The Pan Book Of Horror Clichés states that all good things come in threes, fewer, perhaps, less tripartite than Bowie’s trio: Low, Heroes and Lodger, each album bouncing off the other, but each album standing up like the legs of a tri-pod. 

Ben Myers has broken the routine with this, his follow-up-proper to The Gallows Pole (skidding past the excellent Under The Rock of 2018 as that was more diversion than it was album-proper). The trio in question, here – and I’m taking liberties all round – are three books by three authors all published in close proximity but all seeming to swim around in the same pool on England’s east coast. It must be something in the water.
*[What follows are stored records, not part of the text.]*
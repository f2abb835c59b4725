//! Twilio SMS connector. Uses form-urlencoded bodies and composed
//! basic auth (account SID as username, auth token as password) —
//! a deliberate deviation from a single `basic_auth` vault key toward
//! the two-key `basic_auth_composed` credential injection scheme.

use crate::base::{opt_str, require_str, Connector, ConnectorState};
use crate::util::form_headers;
use cplane_core::{
    CapabilityClass, ConnectorManifest, ConnectorOperation, ConnectorResult, ConnectorSource,
    ConnectorStatus, CredentialSpec, HttpMethod, ModelError, ParameterSpec, RequestBody, RiskTier,
};
use cplane_vault::CredentialVault;
use serde_json::json;
use std::collections::HashMap;

pub struct SmsConnector {
    state: ConnectorState,
    account_sid: String,
    from_number: Option<String>,
    messaging_service_sid: Option<String>,
}

impl SmsConnector {
    pub fn new(
        account_sid: impl Into<String>,
        from_number: Option<String>,
        messaging_service_sid: Option<String>,
    ) -> Self {
        let manifest = ConnectorManifest {
            id: "sms".into(),
            name: "Twilio SMS Integration".into(),
            version: "1.0.0".into(),
            author: "lancelot".into(),
            source: ConnectorSource::FirstParty,
            description: "Twilio REST API for SMS/MMS messaging".into(),
            target_domains: vec!["api.twilio.com".into()],
            required_credentials: vec![
                CredentialSpec {
                    name: "twilio_account_sid".into(),
                    credential_type: "config".into(),
                    vault_key: "sms.account_sid".into(),
                    required: true,
                    scopes: vec![],
                },
                CredentialSpec {
                    name: "twilio_auth_token".into(),
                    credential_type: "api_key".into(),
                    vault_key: "sms.auth_token".into(),
                    required: true,
                    scopes: vec![],
                },
                CredentialSpec {
                    name: "twilio_from_number".into(),
                    credential_type: "config".into(),
                    vault_key: "sms.from_number".into(),
                    required: false,
                    scopes: vec![],
                },
                CredentialSpec {
                    name: "twilio_messaging_service_sid".into(),
                    credential_type: "config".into(),
                    vault_key: "sms.messaging_service_sid".into(),
                    required: false,
                    scopes: vec![],
                },
            ],
            data_reads: vec!["Message status and content".into(), "Media attachments".into()],
            data_writes: vec!["Outbound SMS/MMS messages".into()],
            does_not_access: vec!["Voice calls".into(), "Account billing details".into(), "Other subaccounts".into()],
        };
        Self {
            state: ConnectorState::new(manifest),
            account_sid: account_sid.into(),
            from_number,
            messaging_service_sid,
        }
    }

    fn base_url(&self) -> String {
        format!("https://api.twilio.com/2010-04-01/Accounts/{}", self.account_sid)
    }
}

fn op(
    id: &str,
    capability: CapabilityClass,
    name: &str,
    description: &str,
    default_tier: RiskTier,
    idempotent: bool,
    parameters: Vec<ParameterSpec>,
) -> ConnectorOperation {
    ConnectorOperation {
        id: id.into(),
        connector_id: "sms".into(),
        capability,
        name: name.into(),
        description: description.into(),
        default_tier,
        parameters,
        idempotent,
        reversible: false,
        rollback_operation_id: String::new(),
    }
}

fn param(name: &str, param_type: &str, required: bool, default: Option<serde_json::Value>) -> ParameterSpec {
    ParameterSpec {
        name: name.into(),
        param_type: param_type.into(),
        required,
        description: String::new(),
        default,
    }
}

fn basic_auth_metadata(billable: bool) -> HashMap<String, serde_json::Value> {
    let mut m = HashMap::new();
    m.insert("auth_type".to_string(), json!("basic_auth_composed"));
    m.insert("basic_auth_username_key".to_string(), json!("sms.account_sid"));
    m.insert("basic_auth_password_key".to_string(), json!("sms.auth_token"));
    if billable {
        m.insert("billable".to_string(), json!(true));
    }
    m
}

fn form_body(pairs: Vec<(&str, String)>) -> String {
    serde_urlencoded::to_string(pairs).unwrap_or_default()
}

impl Connector for SmsConnector {
    fn manifest(&self) -> &ConnectorManifest {
        self.state.manifest()
    }

    fn status(&self) -> ConnectorStatus {
        self.state.status()
    }

    fn set_status(&self, status: ConnectorStatus) {
        self.state.set_status(status);
    }

    fn get_operations(&self) -> Vec<ConnectorOperation> {
        vec![
            op(
                "send_sms",
                CapabilityClass::Write,
                "Send SMS",
                "Send a text message",
                RiskTier::T3Irreversible,
                false,
                vec![param("to", "str", true, None), param("body", "str", true, None)],
            ),
            op(
                "send_mms",
                CapabilityClass::Write,
                "Send MMS",
                "Send a media message",
                RiskTier::T3Irreversible,
                false,
                vec![
                    param("to", "str", true, None),
                    param("body", "str", true, None),
                    param("media_url", "str", true, None),
                ],
            ),
            op(
                "get_message",
                CapabilityClass::Read,
                "Get Message",
                "Get a single message's status and content",
                RiskTier::T1Reversible,
                true,
                vec![param("message_sid", "str", true, None)],
            ),
            op(
                "list_messages",
                CapabilityClass::Read,
                "List Messages",
                "List sent/received messages",
                RiskTier::T1Reversible,
                true,
                vec![
                    param("to", "str", false, Some(json!(""))),
                    param("from_number", "str", false, Some(json!(""))),
                    param("date_sent", "str", false, Some(json!(""))),
                ],
            ),
            op(
                "get_media",
                CapabilityClass::Read,
                "Get Media",
                "Get media attached to a message",
                RiskTier::T1Reversible,
                true,
                vec![param("message_sid", "str", true, None), param("media_sid", "str", true, None)],
            ),
            op(
                "delete_message",
                CapabilityClass::Delete,
                "Delete Message",
                "Delete a message record",
                RiskTier::T3Irreversible,
                true,
                vec![param("message_sid", "str", true, None)],
            ),
        ]
    }

    fn execute(
        &self,
        operation_id: &str,
        params: &HashMap<String, serde_json::Value>,
    ) -> Result<ConnectorResult, ModelError> {
        let cred_key = "sms.auth_token".to_string();
        let base = self.base_url();

        let result = match operation_id {
            "send_sms" | "send_mms" => {
                let to = require_str(params, operation_id, "to")?;
                let body_text = require_str(params, operation_id, "body")?;
                let mut fields = vec![("To".to_string(), to.to_string()), ("Body".to_string(), body_text.to_string())];
                if operation_id == "send_mms" {
                    let media_url = require_str(params, operation_id, "media_url")?;
                    fields.push(("MediaUrl".to_string(), media_url.to_string()));
                }
                if let Some(sid) = self.messaging_service_sid.as_deref().filter(|s| !s.is_empty()) {
                    fields.push(("MessagingServiceSid".to_string(), sid.to_string()));
                } else if let Some(from_number) = self.from_number.as_deref().filter(|s| !s.is_empty()) {
                    fields.push(("From".to_string(), from_number.to_string()));
                }
                ConnectorResult {
                    operation_id: operation_id.into(),
                    connector_id: "sms".into(),
                    method: HttpMethod::Post,
                    url: format!("{base}/Messages.json"),
                    headers: form_headers(),
                    body: RequestBody::Form(form_body(fields.iter().map(|(k, v)| (k.as_str(), v.clone())).collect())),
                    timeout_seconds: 30,
                    credential_vault_key: cred_key,
                    metadata: basic_auth_metadata(true),
                }
            }
            "get_message" => {
                let sid = require_str(params, operation_id, "message_sid")?;
                ConnectorResult {
                    operation_id: operation_id.into(),
                    connector_id: "sms".into(),
                    method: HttpMethod::Get,
                    url: format!("{base}/Messages/{sid}.json"),
                    headers: HashMap::new(),
                    body: RequestBody::Empty,
                    timeout_seconds: 30,
                    credential_vault_key: cred_key,
                    metadata: basic_auth_metadata(false),
                }
            }
            "list_messages" => {
                let mut qs = Vec::new();
                if let Some(to) = opt_str(params, "to").filter(|s| !s.is_empty()) {
                    qs.push(format!("To={to}"));
                }
                if let Some(from_number) = opt_str(params, "from_number").filter(|s| !s.is_empty()) {
                    qs.push(format!("From={from_number}"));
                }
                if let Some(date_sent) = opt_str(params, "date_sent").filter(|s| !s.is_empty()) {
                    qs.push(format!("DateSent={date_sent}"));
                }
                let mut url = format!("{base}/Messages.json");
                if !qs.is_empty() {
                    url.push('?');
                    url.push_str(&qs.join("&"));
                }
                ConnectorResult {
                    operation_id: operation_id.into(),
                    connector_id: "sms".into(),
                    method: HttpMethod::Get,
                    url,
                    headers: HashMap::new(),
                    body: RequestBody::Empty,
                    timeout_seconds: 30,
                    credential_vault_key: cred_key,
                    metadata: basic_auth_metadata(false),
                }
            }
            "get_media" => {
                let message_sid = require_str(params, operation_id, "message_sid")?;
                let media_sid = require_str(params, operation_id, "media_sid")?;
                ConnectorResult {
                    operation_id: operation_id.into(),
                    connector_id: "sms".into(),
                    method: HttpMethod::Get,
                    url: format!("{base}/Messages/{message_sid}/Media/{media_sid}.json"),
                    headers: HashMap::new(),
                    body: RequestBody::Empty,
                    timeout_seconds: 30,
                    credential_vault_key: cred_key,
                    metadata: basic_auth_metadata(false),
                }
            }
            "delete_message" => {
                let sid = require_str(params, operation_id, "message_sid")?;
                ConnectorResult {
                    operation_id: operation_id.into(),
                    connector_id: "sms".into(),
                    method: HttpMethod::Delete,
                    url: format!("{base}/Messages/{sid}.json"),
                    headers: HashMap::new(),
                    body: RequestBody::Empty,
                    timeout_seconds: 30,
                    credential_vault_key: cred_key,
                    metadata: basic_auth_metadata(false),
                }
            }
            other => {
                return Err(ModelError::InvalidOperation {
                    connector_id: "sms".into(),
                    operation_id: other.into(),
                    reason: "unknown operation".into(),
                })
            }
        };
        Ok(result)
    }

    fn validate_credentials(&self, vault: &CredentialVault) -> bool {
        vault.exists("sms.account_sid") && vault.exists("sms.auth_token")
    }
}

#[cfg(test)]
mod tests {
    use super::*;

    fn params(pairs: &[(&str, serde_json::Value)]) -> HashMap<String, serde_json::Value> {
        pairs.iter().map(|(k, v)| (k.to_string(), v.clone())).collect()
    }

    #[test]
    fn send_sms_uses_form_encoded_body() {
        let connector = SmsConnector::new("AC123", Some("+15557654321".to_string()), None);
        let result = connector
            .execute(
                "send_sms",
                &params(&[("to", json!("+15551234567")), ("body", json!("hi"))]),
            )
            .unwrap();
        match result.body {
            RequestBody::Form(s) => {
                assert!(s.contains("To=%2B15551234567"));
                assert!(s.contains("Body=hi"));
            }
            _ => panic!("expected form body"),
        }
    }

    #[test]
    fn send_sms_is_billable_and_basic_auth_composed() {
        let connector = SmsConnector::new("AC123", Some("+2".to_string()), None);
        let result = connector
            .execute("send_sms", &params(&[("to", json!("+1")), ("body", json!("hi"))]))
            .unwrap();
        assert_eq!(result.metadata.get("billable").unwrap(), &json!(true));
        assert_eq!(result.metadata.get("auth_type").unwrap(), &json!("basic_auth_composed"));
    }

    #[test]
    fn delete_message_not_billable() {
        let connector = SmsConnector::new("AC123", None, None);
        let result = connector
            .execute("delete_message", &params(&[("message_sid", json!("SM1"))]))
            .unwrap();
        assert!(result.metadata.get("billable").is_none());
    }
}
Melissa Harrison’s All Among The Barley and Sarah Ridgard’s Seldom Seen seem to hold hands with this latest gem from Myers. In time some publicist will invent a new school of rural brutality (Brural ©); for now the zeitgeist feeds us hungry readers a diet of unsentimental landscape literature that manages to make us stop and think.

Gone is the necessary overt graphic brutality found by his previous: the Pig Iron and Gallows Pole books, here the brutality lurks as an undercurrent of expectation, the cynic in me hunched shoulders waiting for a blow that came in ways unforeseen yet welcome and satisfying.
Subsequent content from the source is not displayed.